Figure 7. PE12 extends yeast CLS by stimulating Rim15.

A. Cells of the wild-type (WT) and indicated mutant strains were grown in the synthetic minimal YNB medium (0.67% Yeast Nitrogen Base without amino acids) initially containing 2% glucose, in the presence of 0.1% PE12 (ethanol was used as a vehicle at the final concentration of 0.5%) or in its absence (cells were subjected to ethanol-mock treatment). Survival curves of chronologically aging WT and mutant strains cultured with or without 0.1% PE12 are shown. Data are presented as means ± SEM (n = 8). The dotted line indicates the predicted survival curve of a particular mutant strain cultured with PE12 if this PE exhibits an additive longevity-extending effect with the mutation.
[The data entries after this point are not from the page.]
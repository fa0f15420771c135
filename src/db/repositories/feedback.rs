//! Feedback repository
//!
//! Database operations for contact-form submissions.

use crate::config::DatabaseDriver;
use crate::db::DynDatabasePool;
use crate::models::Feedback;
use anyhow::{Context, Result};
use async_trait::async_trait;
use chrono::Utc;
use sqlx::{PgPool, Row, SqlitePool};
use std::sync::Arc;

/// Feedback repository trait
#[async_trait]
pub trait FeedbackRepository: Send + Sync {
    /// Create a feedback entry
    async fn create(&self, feedback: &Feedback) -> Result<Feedback>;

    /// List feedback submitted by a user, newest first
    async fn list_by_user(&self, user_id: i64) -> Result<Vec<Feedback>>;
}

/// SQLx-based feedback repository implementation
///
/// Supports both SQLite and PostgreSQL databases.
pub struct SqlxFeedbackRepository {
    pool: DynDatabasePool,
}

impl SqlxFeedbackRepository {
    /// Create a new SQLx feedback repository
    pub fn new(pool: DynDatabasePool) -> Self {
        Self { pool }
    }

    /// Create a shared repository for use with dependency injection
    pub fn boxed(pool: DynDatabasePool) -> Arc<dyn FeedbackRepository> {
        Arc::new(Self::new(pool))
    }
}

#[async_trait]
impl FeedbackRepository for SqlxFeedbackRepository {
    async fn create(&self, feedback: &Feedback) -> Result<Feedback> {
        match self.pool.driver() {
            DatabaseDriver::Sqlite => {
                create_feedback_sqlite(self.pool.as_sqlite().unwrap(), feedback).await
            }
            DatabaseDriver::Postgres => {
                create_feedback_postgres(self.pool.as_postgres().unwrap(), feedback).await
            }
        }
    }

    async fn list_by_user(&self, user_id: i64) -> Result<Vec<Feedback>> {
        match self.pool.driver() {
            DatabaseDriver::Sqlite => {
                list_feedback_sqlite(self.pool.as_sqlite().unwrap(), user_id).await
            }
            DatabaseDriver::Postgres => {
                list_feedback_postgres(self.pool.as_postgres().unwrap(), user_id).await
            }
        }
    }
}

// ============================================================================
// SQLite implementations
// ============================================================================

async fn create_feedback_sqlite(pool: &SqlitePool, feedback: &Feedback) -> Result<Feedback> {
    let now = Utc::now();

    let result = sqlx::query(
        "INSERT INTO feedback (user_id, subject, message, created_at) VALUES (?, ?, ?, ?)",
    )
    .bind(feedback.user_id)
    .bind(&feedback.subject)
    .bind(&feedback.message)
    .bind(now)
    .execute(pool)
    .await
    .context("Failed to create feedback")?;

    Ok(Feedback {
        id: result.last_insert_rowid(),
        created_at: now,
        ..feedback.clone()
    })
}

async fn list_feedback_sqlite(pool: &SqlitePool, user_id: i64) -> Result<Vec<Feedback>> {
    let rows = sqlx::query(
        "SELECT id, user_id, subject, message, created_at
         FROM feedback WHERE user_id = ? ORDER BY created_at DESC",
    )
    .bind(user_id)
    .fetch_all(pool)
    .await
    .context("Failed to list feedback")?;

    Ok(rows
        .iter()
        .map(|row| Feedback {
            id: row.get("id"),
            user_id: row.get("user_id"),
            subject: row.get("subject"),
            message: row.get("message"),
            created_at: row.get("created_at"),
        })
        .collect())
}

// ============================================================================
// PostgreSQL implementations
// ============================================================================

async fn create_feedback_postgres(pool: &PgPool, feedback: &Feedback) -> Result<Feedback> {
    let now = Utc::now();

    let row = sqlx::query(
        "INSERT INTO feedback (user_id, subject, message, created_at) VALUES ($1, $2, $3, $4)
         RETURNING id",
    )
    .bind(feedback.user_id)
    .bind(&feedback.subject)
    .bind(&feedback.message)
    .bind(now)
    .fetch_one(pool)
    .await
    .context("Failed to create feedback")?;

    Ok(Feedback {
        id: row.get("id"),
        created_at: now,
        ..feedback.clone()
    })
}

async fn list_feedback_postgres(pool: &PgPool, user_id: i64) -> Result<Vec<Feedback>> {
    let rows = sqlx::query(
        "SELECT id, user_id, subject, message, created_at
         FROM feedback WHERE user_id = $1 ORDER BY created_at DESC",
    )
    .bind(user_id)
    .fetch_all(pool)
    .await
    .context("Failed to list feedback")?;

    Ok(rows
        .iter()
        .map(|row| Feedback {
            id: row.get("id"),
            user_id: row.get("user_id"),
            subject: row.get("subject"),
            message: row.get("message"),
            created_at: row.get("created_at"),
        })
        .collect())
}

#[cfg(test)]
mod tests {
    use super::*;
    use crate::db::repositories::{SqlxUserRepository, UserRepository};
    use crate::db::{create_test_pool, migrations};
    use crate::models::{User, UserRole};

    async fn setup() -> (SqlxFeedbackRepository, i64) {
        let pool = create_test_pool().await.expect("Failed to create test pool");
        migrations::run_migrations(&pool)
            .await
            .expect("Failed to run migrations");

        let users = SqlxUserRepository::new(pool.clone());
        let user = users
            .create(&User::new(
                "feedback@example.com".to_string(),
                "hash".to_string(),
                UserRole::Planning,
            ))
            .await
            .unwrap();

        (SqlxFeedbackRepository::new(pool), user.id)
    }

    #[tokio::test]
    async fn test_create_and_list() {
        let (repo, user_id) = setup().await;

        let created = repo
            .create(&Feedback {
                id: 0,
                user_id,
                subject: "Housing page".to_string(),
                message: "The date filter is great".to_string(),
                created_at: Utc::now(),
            })
            .await
            .expect("Failed to create feedback");
        assert!(created.id > 0);

        let listed = repo.list_by_user(user_id).await.expect("Failed to list");
        assert_eq!(listed.len(), 1);
        assert_eq!(listed[0].subject, "Housing page");
    }
}
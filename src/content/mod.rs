//! Embedded static content
//!
//! The news/events feed and the resource guides are editorial content that
//! ships with the binary rather than living in the database. Each list is
//! built once and served read-only.

pub mod news;
pub mod resources;

pub use news::{events, news_items, Event, NewsItem};
pub use resources::{packing_guides, visa_guides, PackingGuide, VisaGuide};
//! Housing listing service
//!
//! Business logic for housing listings: loading the full collection and
//! filtering it in memory, plus owner-checked create/update/delete.

use crate::db::repositories::HousingRepository;
use crate::models::{CreateHousingInput, HousingListing, UpdateHousingInput, User};
use crate::services::filters::{filter_housing_listings, HousingFilters};
use anyhow::Context;
use chrono::Utc;
use std::sync::Arc;

/// Error types for housing operations
#[derive(Debug, thiserror::Error)]
pub enum HousingServiceError {
    /// Listing does not exist
    #[error("Housing listing not found")]
    NotFound,

    /// Caller does not own the listing
    #[error("Only the listing owner may do that")]
    Forbidden,

    /// Internal error
    #[error("Internal error: {0}")]
    InternalError(#[from] anyhow::Error),
}

/// Housing listing service
pub struct HousingService {
    repo: Arc<dyn HousingRepository>,
}

impl HousingService {
    /// Create a new housing service
    pub fn new(repo: Arc<dyn HousingRepository>) -> Self {
        Self { repo }
    }

    /// Load every listing and apply the search and filter criteria to the
    /// loaded collection.
    pub async fn list(
        &self,
        search_term: &str,
        filters: &HousingFilters,
    ) -> Result<Vec<HousingListing>, HousingServiceError> {
        let listings = self
            .repo
            .list()
            .await
            .context("Failed to load housing listings")?;

        Ok(filter_housing_listings(&listings, search_term, filters))
    }

    /// Create a listing owned by the given user
    pub async fn create(
        &self,
        user: &User,
        input: CreateHousingInput,
    ) -> Result<HousingListing, HousingServiceError> {
        let now = Utc::now();
        let listing = HousingListing {
            id: 0,
            user_id: user.id,
            title: input.title,
            description: input.description,
            price: input.price,
            location: input.location,
            available_from: input.available_from,
            available_until: input.available_until,
            contact_email: input.contact_email,
            contact_phone: input.contact_phone,
            created_at: now,
            updated_at: now,
        };

        let created = self
            .repo
            .create(&listing)
            .await
            .context("Failed to create housing listing")?;

        Ok(created)
    }

    /// Update a listing. Only the owner may update it.
    pub async fn update(
        &self,
        user: &User,
        id: i64,
        input: UpdateHousingInput,
    ) -> Result<HousingListing, HousingServiceError> {
        let mut listing = self.get_owned(user, id).await?;

        if let Some(title) = input.title {
            listing.title = title;
        }
        if let Some(description) = input.description {
            listing.description = description;
        }
        if let Some(price) = input.price {
            listing.price = price;
        }
        if let Some(location) = input.location {
            listing.location = Some(location);
        }
        if let Some(available_from) = input.available_from {
            listing.available_from = available_from;
        }
        if let Some(available_until) = input.available_until {
            listing.available_until = Some(available_until);
        }
        if let Some(contact_email) = input.contact_email {
            listing.contact_email = Some(contact_email);
        }
        if let Some(contact_phone) = input.contact_phone {
            listing.contact_phone = Some(contact_phone);
        }

        let updated = self
            .repo
            .update(&listing)
            .await
            .context("Failed to update housing listing")?;

        Ok(updated)
    }

    /// Delete a listing. Only the owner may delete it.
    pub async fn delete(&self, user: &User, id: i64) -> Result<(), HousingServiceError> {
        self.get_owned(user, id).await?;

        self.repo
            .delete(id)
            .await
            .context("Failed to delete housing listing")?;

        Ok(())
    }

    async fn get_owned(&self, user: &User, id: i64) -> Result<HousingListing, HousingServiceError> {
        let listing = self
            .repo
            .get_by_id(id)
            .await
            .context("Failed to load housing listing")?
            .ok_or(HousingServiceError::NotFound)?;

        if !user.owns(listing.user_id) {
            return Err(HousingServiceError::Forbidden);
        }

        Ok(listing)
    }
}

#[cfg(test)]
mod tests {
    use super::*;
    use crate::db::repositories::{SqlxHousingRepository, SqlxUserRepository, UserRepository};
    use crate::db::{create_test_pool, migrations};
    use crate::models::UserRole;
    use chrono::NaiveDate;

    async fn setup() -> (HousingService, User, User) {
        let pool = create_test_pool().await.expect("Failed to create test pool");
        migrations::run_migrations(&pool)
            .await
            .expect("Failed to run migrations");

        let users = SqlxUserRepository::new(pool.clone());
        let owner = users
            .create(&User::new("owner@example.com".to_string(), "hash".to_string(), UserRole::Abroad))
            .await
            .unwrap();
        let other = users
            .create(&User::new("other@example.com".to_string(), "hash".to_string(), UserRole::Planning))
            .await
            .unwrap();

        (
            HousingService::new(SqlxHousingRepository::boxed(pool)),
            owner,
            other,
        )
    }

    fn make_input(title: &str, price: f64) -> CreateHousingInput {
        CreateHousingInput {
            title: title.to_string(),
            description: "Room with a view".to_string(),
            price,
            location: None,
            available_from: NaiveDate::from_ymd_opt(2025, 9, 1).unwrap(),
            available_until: None,
            contact_email: None,
            contact_phone: None,
        }
    }

    #[tokio::test]
    async fn test_create_then_list() {
        let (service, owner, _) = setup().await;

        service.create(&owner, make_input("Studio", 700.0)).await.unwrap();

        let listings = service
            .list("", &HousingFilters::default())
            .await
            .expect("Failed to list");
        assert_eq!(listings.len(), 1);
        assert_eq!(listings[0].user_id, owner.id);
    }

    #[tokio::test]
    async fn test_list_applies_filters() {
        let (service, owner, _) = setup().await;
        service.create(&owner, make_input("Cheap room", 300.0)).await.unwrap();
        service.create(&owner, make_input("Fancy loft", 1500.0)).await.unwrap();

        let filters = HousingFilters {
            price_range: Some("1000+".to_string()),
            available_from: None,
        };
        let listings = service.list("", &filters).await.unwrap();

        assert_eq!(listings.len(), 1);
        assert_eq!(listings[0].title, "Fancy loft");
    }

    #[tokio::test]
    async fn test_owner_can_update() {
        let (service, owner, _) = setup().await;
        let listing = service.create(&owner, make_input("Old", 500.0)).await.unwrap();

        let updated = service
            .update(
                &owner,
                listing.id,
                UpdateHousingInput {
                    title: Some("New".to_string()),
                    ..Default::default()
                },
            )
            .await
            .expect("Owner update failed");

        assert_eq!(updated.title, "New");
        assert_eq!(updated.price, 500.0);
    }

    #[tokio::test]
    async fn test_non_owner_cannot_update() {
        let (service, owner, other) = setup().await;
        let listing = service.create(&owner, make_input("Mine", 500.0)).await.unwrap();

        let result = service
            .update(
                &other,
                listing.id,
                UpdateHousingInput {
                    title: Some("Stolen".to_string()),
                    ..Default::default()
                },
            )
            .await;

        assert!(matches!(result, Err(HousingServiceError::Forbidden)));
    }

    #[tokio::test]
    async fn test_non_owner_cannot_delete() {
        let (service, owner, other) = setup().await;
        let listing = service.create(&owner, make_input("Mine", 500.0)).await.unwrap();

        let result = service.delete(&other, listing.id).await;
        assert!(matches!(result, Err(HousingServiceError::Forbidden)));

        // Owner still can
        service.delete(&owner, listing.id).await.expect("Owner delete failed");
        assert!(service.list("", &HousingFilters::default()).await.unwrap().is_empty());
    }

    #[tokio::test]
    async fn test_update_missing_listing() {
        let (service, owner, _) = setup().await;

        let result = service
            .update(&owner, 9999, UpdateHousingInput::default())
            .await;

        assert!(matches!(result, Err(HousingServiceError::NotFound)));
    }
}
//! Community API endpoints
//!
//! - GET /api/v1/community - Profiles with a location, optionally narrowed
//!   by a name/university search. The map and sidebar both render from
//!   this one list.

use axum::{
    extract::{Query, State},
    routing::get,
    Json, Router,
};
use serde::Deserialize;

use crate::api::middleware::{ApiError, AppState};
use crate::api::profile::ProfileResponse;

/// Query parameters for the community list
#[derive(Debug, Deserialize, Default)]
pub struct CommunityQuery {
    #[serde(default)]
    pub search: String,
}

/// Build the community router
pub fn router() -> Router<AppState> {
    Router::new().route("/", get(list_community))
}

/// GET /api/v1/community - Located profiles, filtered in memory
async fn list_community(
    State(state): State<AppState>,
    Query(query): Query<CommunityQuery>,
) -> Result<Json<Vec<ProfileResponse>>, ApiError> {
    let profiles = state.profile_service.community().await?;

    let needle = query.search.to_lowercase();
    let profiles: Vec<ProfileResponse> = profiles
        .into_iter()
        .filter(|p| {
            needle.is_empty()
                || p.name.to_lowercase().contains(&needle)
                || p.university.to_lowercase().contains(&needle)
        })
        .map(Into::into)
        .collect();

    Ok(Json(profiles))
}
//! Password hashing module
//!
//! This module provides secure password hashing and verification using
//! Argon2id, which is the recommended variant for password hashing.
//!
//! # Security
//!
//! - Uses Argon2id variant (hybrid of Argon2i and Argon2d)
//! - Uses secure default parameters from the argon2 crate
//! - Generates random salt for each password hash

use anyhow::{Context, Result};
use argon2::{
    password_hash::{rand_core::OsRng, PasswordHash, PasswordHasher, PasswordVerifier, SaltString},
    Argon2,
};

/// Hash a password using Argon2id with secure defaults.
///
/// Returns the password hash in PHC string format (includes algorithm,
/// parameters, salt, and hash).
pub fn hash_password(password: &str) -> Result<String> {
    let salt = SaltString::generate(&mut OsRng);
    let argon2 = Argon2::default();

    let password_hash = argon2
        .hash_password(password.as_bytes(), &salt)
        .map_err(|e| anyhow::anyhow!("Failed to hash password: {}", e))
        .context("Password hashing failed")?;

    Ok(password_hash.to_string())
}

/// Verify a password against a stored hash.
///
/// Returns `true` if the password matches the hash, `false` otherwise.
/// Errors only when the stored hash itself is malformed.
pub fn verify_password(password: &str, hash: &str) -> Result<bool> {
    let parsed_hash = PasswordHash::new(hash)
        .map_err(|e| anyhow::anyhow!("Invalid password hash format: {}", e))
        .context("Failed to parse password hash")?;

    let argon2 = Argon2::default();

    match argon2.verify_password(password.as_bytes(), &parsed_hash) {
        Ok(()) => Ok(true),
        Err(argon2::password_hash::Error::Password) => Ok(false),
        Err(e) => Err(anyhow::anyhow!("Password verification failed: {}", e))
            .context("Password verification error"),
    }
}
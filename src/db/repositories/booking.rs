//! Booking repository
//!
//! Database operations for mentoring bookings.

use crate::config::DatabaseDriver;
use crate::db::DynDatabasePool;
use crate::models::{Booking, BookingStatus, PaymentStatus};
use anyhow::{Context, Result};
use async_trait::async_trait;
use chrono::Utc;
use sqlx::{PgPool, Row, SqlitePool};
use std::str::FromStr;
use std::sync::Arc;

/// Booking repository trait
#[async_trait]
pub trait BookingRepository: Send + Sync {
    /// Create a booking
    async fn create(&self, booking: &Booking) -> Result<Booking>;

    /// Get a booking by ID
    async fn get_by_id(&self, id: i64) -> Result<Option<Booking>>;

    /// List all bookings made by a user, soonest date first
    async fn list_by_user(&self, user_id: i64) -> Result<Vec<Booking>>;

    /// Move a booking to a new lifecycle and payment state
    async fn set_status(
        &self,
        id: i64,
        status: BookingStatus,
        payment_status: PaymentStatus,
    ) -> Result<()>;
}

/// SQLx-based booking repository implementation
///
/// Supports both SQLite and PostgreSQL databases.
pub struct SqlxBookingRepository {
    pool: DynDatabasePool,
}

impl SqlxBookingRepository {
    /// Create a new SQLx booking repository
    pub fn new(pool: DynDatabasePool) -> Self {
        Self { pool }
    }

    /// Create a shared repository for use with dependency injection
    pub fn boxed(pool: DynDatabasePool) -> Arc<dyn BookingRepository> {
        Arc::new(Self::new(pool))
    }
}

#[async_trait]
impl BookingRepository for SqlxBookingRepository {
    async fn create(&self, booking: &Booking) -> Result<Booking> {
        match self.pool.driver() {
            DatabaseDriver::Sqlite => {
                create_booking_sqlite(self.pool.as_sqlite().unwrap(), booking).await
            }
            DatabaseDriver::Postgres => {
                create_booking_postgres(self.pool.as_postgres().unwrap(), booking).await
            }
        }
    }

    async fn get_by_id(&self, id: i64) -> Result<Option<Booking>> {
        match self.pool.driver() {
            DatabaseDriver::Sqlite => {
                get_booking_by_id_sqlite(self.pool.as_sqlite().unwrap(), id).await
            }
            DatabaseDriver::Postgres => {
                get_booking_by_id_postgres(self.pool.as_postgres().unwrap(), id).await
            }
        }
    }

    async fn list_by_user(&self, user_id: i64) -> Result<Vec<Booking>> {
        match self.pool.driver() {
            DatabaseDriver::Sqlite => {
                list_bookings_sqlite(self.pool.as_sqlite().unwrap(), user_id).await
            }
            DatabaseDriver::Postgres => {
                list_bookings_postgres(self.pool.as_postgres().unwrap(), user_id).await
            }
        }
    }

    async fn set_status(
        &self,
        id: i64,
        status: BookingStatus,
        payment_status: PaymentStatus,
    ) -> Result<()> {
        match self.pool.driver() {
            DatabaseDriver::Sqlite => {
                set_status_sqlite(self.pool.as_sqlite().unwrap(), id, status, payment_status).await
            }
            DatabaseDriver::Postgres => {
                set_status_postgres(self.pool.as_postgres().unwrap(), id, status, payment_status)
                    .await
            }
        }
    }
}

const BOOKING_COLUMNS: &str = "id, mentor_id, user_id, date, time_slot, duration_minutes, status, \
     payment_status, amount, currency, notes, created_at";

// ============================================================================
// SQLite implementations
// ============================================================================

async fn create_booking_sqlite(pool: &SqlitePool, booking: &Booking) -> Result<Booking> {
    let now = Utc::now();

    let result = sqlx::query(
        r#"
        INSERT INTO bookings (mentor_id, user_id, date, time_slot, duration_minutes, status,
                              payment_status, amount, currency, notes, created_at)
        VALUES (?, ?, ?, ?, ?, ?, ?, ?, ?, ?, ?)
        "#,
    )
    .bind(booking.mentor_id)
    .bind(booking.user_id)
    .bind(booking.date)
    .bind(&booking.time_slot)
    .bind(booking.duration_minutes)
    .bind(booking.status.to_string())
    .bind(booking.payment_status.to_string())
    .bind(booking.amount)
    .bind(&booking.currency)
    .bind(&booking.notes)
    .bind(now)
    .execute(pool)
    .await
    .context("Failed to create booking")?;

    Ok(Booking {
        id: result.last_insert_rowid(),
        created_at: now,
        ..booking.clone()
    })
}

async fn get_booking_by_id_sqlite(pool: &SqlitePool, id: i64) -> Result<Option<Booking>> {
    let row = sqlx::query(&format!(
        "SELECT {} FROM bookings WHERE id = ?",
        BOOKING_COLUMNS
    ))
    .bind(id)
    .fetch_optional(pool)
    .await
    .context("Failed to get booking")?;

    match row {
        Some(row) => Ok(Some(row_to_booking_sqlite(&row)?)),
        None => Ok(None),
    }
}

async fn list_bookings_sqlite(pool: &SqlitePool, user_id: i64) -> Result<Vec<Booking>> {
    let rows = sqlx::query(&format!(
        "SELECT {} FROM bookings WHERE user_id = ? ORDER BY date, time_slot",
        BOOKING_COLUMNS
    ))
    .bind(user_id)
    .fetch_all(pool)
    .await
    .context("Failed to list bookings")?;

    rows.iter().map(row_to_booking_sqlite).collect()
}

async fn set_status_sqlite(
    pool: &SqlitePool,
    id: i64,
    status: BookingStatus,
    payment_status: PaymentStatus,
) -> Result<()> {
    sqlx::query("UPDATE bookings SET status = ?, payment_status = ? WHERE id = ?")
        .bind(status.to_string())
        .bind(payment_status.to_string())
        .bind(id)
        .execute(pool)
        .await
        .context("Failed to update booking status")?;

    Ok(())
}

fn row_to_booking_sqlite(row: &sqlx::sqlite::SqliteRow) -> Result<Booking> {
    let status_str: String = row.get("status");
    let payment_str: String = row.get("payment_status");

    Ok(Booking {
        id: row.get("id"),
        mentor_id: row.get("mentor_id"),
        user_id: row.get("user_id"),
        date: row.get("date"),
        time_slot: row.get("time_slot"),
        duration_minutes: row.get("duration_minutes"),
        status: BookingStatus::from_str(&status_str)
            .with_context(|| format!("Invalid booking status in database: {}", status_str))?,
        payment_status: PaymentStatus::from_str(&payment_str)
            .with_context(|| format!("Invalid payment status in database: {}", payment_str))?,
        amount: row.get("amount"),
        currency: row.get("currency"),
        notes: row.get("notes"),
        created_at: row.get("created_at"),
    })
}

// ============================================================================
// PostgreSQL implementations
// ============================================================================

async fn create_booking_postgres(pool: &PgPool, booking: &Booking) -> Result<Booking> {
    let now = Utc::now();

    let row = sqlx::query(
        r#"
        INSERT INTO bookings (mentor_id, user_id, date, time_slot, duration_minutes, status,
                              payment_status, amount, currency, notes, created_at)
        VALUES ($1, $2, $3, $4, $5, $6, $7, $8, $9, $10, $11)
        RETURNING id
        "#,
    )
    .bind(booking.mentor_id)
    .bind(booking.user_id)
    .bind(booking.date)
    .bind(&booking.time_slot)
    .bind(booking.duration_minutes)
    .bind(booking.status.to_string())
    .bind(booking.payment_status.to_string())
    .bind(booking.amount)
    .bind(&booking.currency)
    .bind(&booking.notes)
    .bind(now)
    .fetch_one(pool)
    .await
    .context("Failed to create booking")?;

    Ok(Booking {
        id: row.get("id"),
        created_at: now,
        ..booking.clone()
    })
}

async fn get_booking_by_id_postgres(pool: &PgPool, id: i64) -> Result<Option<Booking>> {
    let row = sqlx::query(&format!(
        "SELECT {} FROM bookings WHERE id = $1",
        BOOKING_COLUMNS
    ))
    .bind(id)
    .fetch_optional(pool)
    .await
    .context("Failed to get booking")?;

    match row {
        Some(row) => Ok(Some(row_to_booking_postgres(&row)?)),
        None => Ok(None),
    }
}

async fn list_bookings_postgres(pool: &PgPool, user_id: i64) -> Result<Vec<Booking>> {
    let rows = sqlx::query(&format!(
        "SELECT {} FROM bookings WHERE user_id = $1 ORDER BY date, time_slot",
        BOOKING_COLUMNS
    ))
    .bind(user_id)
    .fetch_all(pool)
    .await
    .context("Failed to list bookings")?;

    rows.iter().map(row_to_booking_postgres).collect()
}

async fn set_status_postgres(
    pool: &PgPool,
    id: i64,
    status: BookingStatus,
    payment_status: PaymentStatus,
) -> Result<()> {
    sqlx::query("UPDATE bookings SET status = $1, payment_status = $2 WHERE id = $3")
        .bind(status.to_string())
        .bind(payment_status.to_string())
        .bind(id)
        .execute(pool)
        .await
        .context("Failed to update booking status")?;

    Ok(())
}

fn row_to_booking_postgres(row: &sqlx::postgres::PgRow) -> Result<Booking> {
    let status_str: String = row.get("status");
    let payment_str: String = row.get("payment_status");

    Ok(Booking {
        id: row.get("id"),
        mentor_id: row.get("mentor_id"),
        user_id: row.get("user_id"),
        date: row.get("date"),
        time_slot: row.get("time_slot"),
        duration_minutes: row.get("duration_minutes"),
        status: BookingStatus::from_str(&status_str)
            .with_context(|| format!("Invalid booking status in database: {}", status_str))?,
        payment_status: PaymentStatus::from_str(&payment_str)
            .with_context(|| format!("Invalid payment status in database: {}", payment_str))?,
        amount: row.get("amount"),
        currency: row.get("currency"),
        notes: row.get("notes"),
        created_at: row.get("created_at"),
    })
}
Data for the mock-treated WT strain are replicated in all graphs of this Figure and in all graphs of Figure 8. Data for each of the mock-treated mutant strains presented in this Figure are replicated in the corresponding graphs of Figure 8. Data for the WT strain cultured with PE12 are replicated in all graphs of this Figure. B. The effect of PE12 on the signaling pathways and protein kinases integrated into the longevity-defining network. This effect is inferred from the data presented in A., Tables 2 and 3, and Suppl. Figs. S5 and S11. Abbreviations: as in the legend to Figure 1.